The firm lamented that, on a per capita basis, Nigeria with population of about 180 million lags significantly behind other countries like India and South Africa which generate about 950,000MW and 40,000MW for their populations of 1.2 billion and 50 million respectively.

Analysts at LeverageSolutions said the gap is quite wide, and FBN Capital is right going by the content of the report.

There has been so much investment that went down through the drain. It is an insult to a sovereign entity called Nigeria with this huge capacity, resources and ability to be unable to solve power sector riddles in the last 16 years.

FBN Capital however projected that in order to bridge the shortfall in power supply, Nigeria would need to spend $10 billion per year for several years.

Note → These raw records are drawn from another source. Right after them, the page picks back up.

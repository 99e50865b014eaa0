use std::env;
use std::time::{Duration, Instant};

use async_trait::async_trait;
use reqwest::header::{HeaderMap, HeaderValue};
use reqwest::multipart::{Form, Part};
use reqwest::{Client as ReqwestClient, Response, header};
use serde::Serialize;
use serde::de::DeserializeOwned;

use crate::error::{Error, Result};
use crate::observability;
use crate::types::{
    Attachment, ChatExchange, ChatReply, ChatRequest, HistoryEntry, HistoryReply, ImageExchange,
    ImageReply, ImageRequest, ModelListReply, ModelProbeReply, ModelProbeReport,
    ModelProbeRequest, ModelReply, StorageState,
};

const DEFAULT_API_URL: &str = "http://127.0.0.1:5000/api/";
const DEFAULT_AUTH_URL: &str = "http://127.0.0.1:8000/save_auth";

/// Client for the Qwen bridge API.
///
/// Every method is a single request attempt: the bridge drives a real
/// browser on the other side, so retries would multiply slow, stateful
/// operations. Failures map into [`Error`] and the caller decides what to
/// do next.
#[derive(Debug, Clone)]
pub struct QwenBridge {
    client: ReqwestClient,
    base_url: String,
    auth_url: String,
    timeout: Option<Duration>,
}

impl QwenBridge {
    /// Create a new bridge client.
    ///
    /// The base URL can be provided directly or read from the
    /// QWINTUS_BRIDGE_URL environment variable, falling back to the
    /// default local bridge address.
    pub fn new(base_url: Option<String>) -> Result<Self> {
        let base_url = match base_url {
            Some(url) => url,
            None => env::var("QWINTUS_BRIDGE_URL").unwrap_or_else(|_| DEFAULT_API_URL.to_string()),
        };
        Self::with_options(Some(base_url), None, None)
    }

    /// Create a new client with custom settings.
    ///
    /// `timeout` defaults to none: bridge operations legitimately run for
    /// minutes while a browser renders, so callers opt into a deadline
    /// rather than inheriting one.
    pub fn with_options(
        base_url: Option<String>,
        auth_url: Option<String>,
        timeout: Option<Duration>,
    ) -> Result<Self> {
        let base_url = normalize_base_url(
            base_url.unwrap_or_else(|| DEFAULT_API_URL.to_string()),
        )?;
        let auth_url = auth_url.unwrap_or_else(|| DEFAULT_AUTH_URL.to_string());
        url::Url::parse(&auth_url)?;

        let mut builder = ReqwestClient::builder();
        if let Some(timeout) = timeout {
            builder = builder.timeout(timeout);
        }
        let client = builder.build().map_err(|e| {
            Error::http_client(
                format!("Failed to build HTTP client: {}", e),
                Some(Box::new(e)),
            )
        })?;

        Ok(Self {
            client,
            base_url,
            auth_url,
            timeout,
        })
    }

    /// Returns the base URL requests are issued against.
    pub fn base_url(&self) -> &str {
        &self.base_url
    }

    /// Create and return default headers for API requests.
    fn default_headers(&self) -> HeaderMap {
        let mut headers = HeaderMap::new();
        headers.insert(header::ACCEPT, HeaderValue::from_static("application/json"));
        headers
    }

    /// Map a reqwest transport error into our error type.
    fn triage_request_error(&self, e: reqwest::Error) -> Error {
        if e.is_timeout() {
            Error::timeout(
                format!("Request timed out: {}", e),
                self.timeout.map(|t| t.as_secs_f64()),
            )
        } else if e.is_connect() {
            Error::connection(format!("Connection error: {}", e), Some(Box::new(e)))
        } else {
            Error::http_client(format!("Request failed: {}", e), Some(Box::new(e)))
        }
    }

    /// Process API response errors and convert to our Error type.
    async fn process_error_response(response: Response) -> Error {
        let status_code = response.status().as_u16();

        // Non-2xx bodies usually still carry the bridge's status envelope.
        #[derive(serde::Deserialize)]
        struct ErrorBody {
            message: Option<String>,
        }

        let error_body = match response.text().await {
            Ok(body) => body,
            Err(e) => {
                return Error::http_client(
                    format!("Failed to read error response: {}", e),
                    Some(Box::new(e)),
                );
            }
        };

        let message = serde_json::from_str::<ErrorBody>(&error_body)
            .ok()
            .and_then(|body| body.message)
            .unwrap_or(error_body);

        Error::api(status_code, message)
    }

    async fn dispatch(&self, request: reqwest::RequestBuilder) -> Result<Response> {
        observability::CLIENT_REQUESTS.click();
        let start = Instant::now();
        let outcome = request.send().await;
        observability::CLIENT_REQUEST_DURATION.add(start.elapsed().as_secs_f64());

        let response = match outcome {
            Ok(response) => response,
            Err(e) => {
                observability::CLIENT_REQUEST_ERRORS.click();
                return Err(self.triage_request_error(e));
            }
        };

        if !response.status().is_success() {
            observability::CLIENT_REQUEST_ERRORS.click();
            return Err(Self::process_error_response(response).await);
        }

        Ok(response)
    }

    async fn read_json<T: DeserializeOwned>(response: Response) -> Result<T> {
        response.json::<T>().await.map_err(|e| {
            Error::serialization(
                format!("Failed to parse response: {}", e),
                Some(Box::new(e)),
            )
        })
    }

    async fn get_json<T: DeserializeOwned>(&self, path: &str) -> Result<T> {
        let url = format!("{}{}", self.base_url, path);
        let request = self.client.get(&url).headers(self.default_headers());
        let response = self.dispatch(request).await?;
        Self::read_json(response).await
    }

    async fn post_json<B: Serialize + ?Sized, T: DeserializeOwned>(
        &self,
        path: &str,
        body: &B,
    ) -> Result<T> {
        let url = format!("{}{}", self.base_url, path);
        let request = self
            .client
            .post(&url)
            .headers(self.default_headers())
            .json(body);
        let response = self.dispatch(request).await?;
        Self::read_json(response).await
    }

    /// Send a chat prompt and return the assistant's reply.
    pub async fn chat(&self, request: &ChatRequest) -> Result<ChatExchange> {
        let reply: ChatReply = self.post_json("chat", request).await?;
        reply.into_exchange()
    }

    /// Send a chat prompt with file attachments as a multipart form.
    ///
    /// Same keys as the JSON body, with each attachment as a `files`
    /// part. The transport changes; the semantics do not.
    pub async fn chat_with_files(
        &self,
        request: &ChatRequest,
        files: &[Attachment],
    ) -> Result<ChatExchange> {
        let mut form = Form::new()
            .text("prompt", request.prompt.clone())
            .text("use_web_search", request.use_web_search.to_string())
            .text("thinking_mode", request.thinking_mode.to_string());
        if let Some(chat_id) = &request.chat_id {
            form = form.text("chat_id", chat_id.clone());
        }
        if let Some(agent_name) = &request.agent_name {
            form = form.text("agent_name", agent_name.clone());
        }
        for attachment in files {
            let mut part = Part::bytes(attachment.content.to_vec())
                .file_name(attachment.file_name.clone());
            if let Some(content_type) = &attachment.content_type {
                part = part.mime_str(content_type).map_err(|e| {
                    Error::validation(
                        format!("invalid attachment content type: {}", e),
                        Some("content_type".to_string()),
                    )
                })?;
            }
            form = form.part("files", part);
        }

        let url = format!("{}chat", self.base_url);
        let request_builder = self
            .client
            .post(&url)
            .headers(self.default_headers())
            .multipart(form);
        let response = self.dispatch(request_builder).await?;
        let reply: ChatReply = Self::read_json(response).await?;
        reply.into_exchange()
    }

    /// Generate an image from a prompt.
    pub async fn generate_image(&self, prompt: &str) -> Result<ImageExchange> {
        let reply: ImageReply = self.post_json("image", &ImageRequest::new(prompt)).await?;
        reply.into_exchange()
    }

    /// Fetch the display name of the currently selected model.
    pub async fn model_name(&self) -> Result<String> {
        let reply: ModelReply = self.get_json("model").await?;
        reply.into_name()
    }

    /// Fetch the list of available model names.
    pub async fn list_models(&self) -> Result<Vec<String>> {
        let reply: ModelListReply = self.get_json("models").await?;
        reply.into_models()
    }

    /// Fetch conversation history summaries.
    pub async fn history(&self) -> Result<Vec<HistoryEntry>> {
        let reply: HistoryReply = self.get_json("history").await?;
        reply.into_entries()
    }

    /// Probe a set of models with one prompt and report which answered.
    pub async fn probe_models(&self, request: &ModelProbeRequest) -> Result<ModelProbeReport> {
        let reply: ModelProbeReply = self.post_json("test_models", request).await?;
        reply.into_report()
    }

    /// Push a storage-state snapshot to the local auth receiver.
    ///
    /// This is the out-of-band credential export: it targets a separate
    /// fixed endpoint, not the bridge API, and has no response contract
    /// beyond HTTP success.
    pub async fn save_auth_state(&self, state: &StorageState) -> Result<()> {
        let request = self
            .client
            .post(&self.auth_url)
            .headers(self.default_headers())
            .json(state);
        self.dispatch(request).await?;
        Ok(())
    }
}

/// Validate the base URL and guarantee the trailing slash that path
/// concatenation relies on.
fn normalize_base_url(base_url: String) -> Result<String> {
    url::Url::parse(&base_url)?;
    if base_url.ends_with('/') {
        Ok(base_url)
    } else {
        Ok(format!("{}/", base_url))
    }
}

/// The session-facing surface of the bridge.
///
/// `ChatSession` is generic over this trait so the state machine can be
/// exercised against a scripted implementation without a network.
#[async_trait]
pub trait Backend: Send + Sync {
    /// Send a chat prompt.
    async fn chat(&self, request: &ChatRequest) -> Result<ChatExchange>;

    /// Send a chat prompt with attachments.
    async fn chat_with_files(
        &self,
        request: &ChatRequest,
        files: &[Attachment],
    ) -> Result<ChatExchange>;

    /// Generate an image.
    async fn generate_image(&self, prompt: &str) -> Result<ImageExchange>;

    /// Fetch the current model's display name.
    async fn model_name(&self) -> Result<String>;

    /// Fetch the available model names.
    async fn list_models(&self) -> Result<Vec<String>>;

    /// Fetch conversation history summaries.
    async fn history(&self) -> Result<Vec<HistoryEntry>>;

    /// Probe a set of models.
    async fn probe_models(&self, request: &ModelProbeRequest) -> Result<ModelProbeReport>;
}

#[async_trait]
impl Backend for QwenBridge {
    async fn chat(&self, request: &ChatRequest) -> Result<ChatExchange> {
        QwenBridge::chat(self, request).await
    }

    async fn chat_with_files(
        &self,
        request: &ChatRequest,
        files: &[Attachment],
    ) -> Result<ChatExchange> {
        QwenBridge::chat_with_files(self, request, files).await
    }

    async fn generate_image(&self, prompt: &str) -> Result<ImageExchange> {
        QwenBridge::generate_image(self, prompt).await
    }

    async fn model_name(&self) -> Result<String> {
        QwenBridge::model_name(self).await
    }

    async fn list_models(&self) -> Result<Vec<String>> {
        QwenBridge::list_models(self).await
    }

    async fn history(&self) -> Result<Vec<HistoryEntry>> {
        QwenBridge::history(self).await
    }

    async fn probe_models(&self, request: &ModelProbeRequest) -> Result<ModelProbeReport> {
        QwenBridge::probe_models(self, request).await
    }
}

It recalled that last year the Central Bank of Nigeria announced a N210 billion bailout facility to improve liquidity in the electricity industry and clear legacy debts owed to gas suppliers.

The third disbursement of the facility was made in June. It further reminds that nine companies consisting of both gas companies and companies created out of the old Power Holding Company of Nigeria (PHCN) received a total of N7 billion under this distribution. A total of N64.7 billion has now been disbursed from the bailout facility.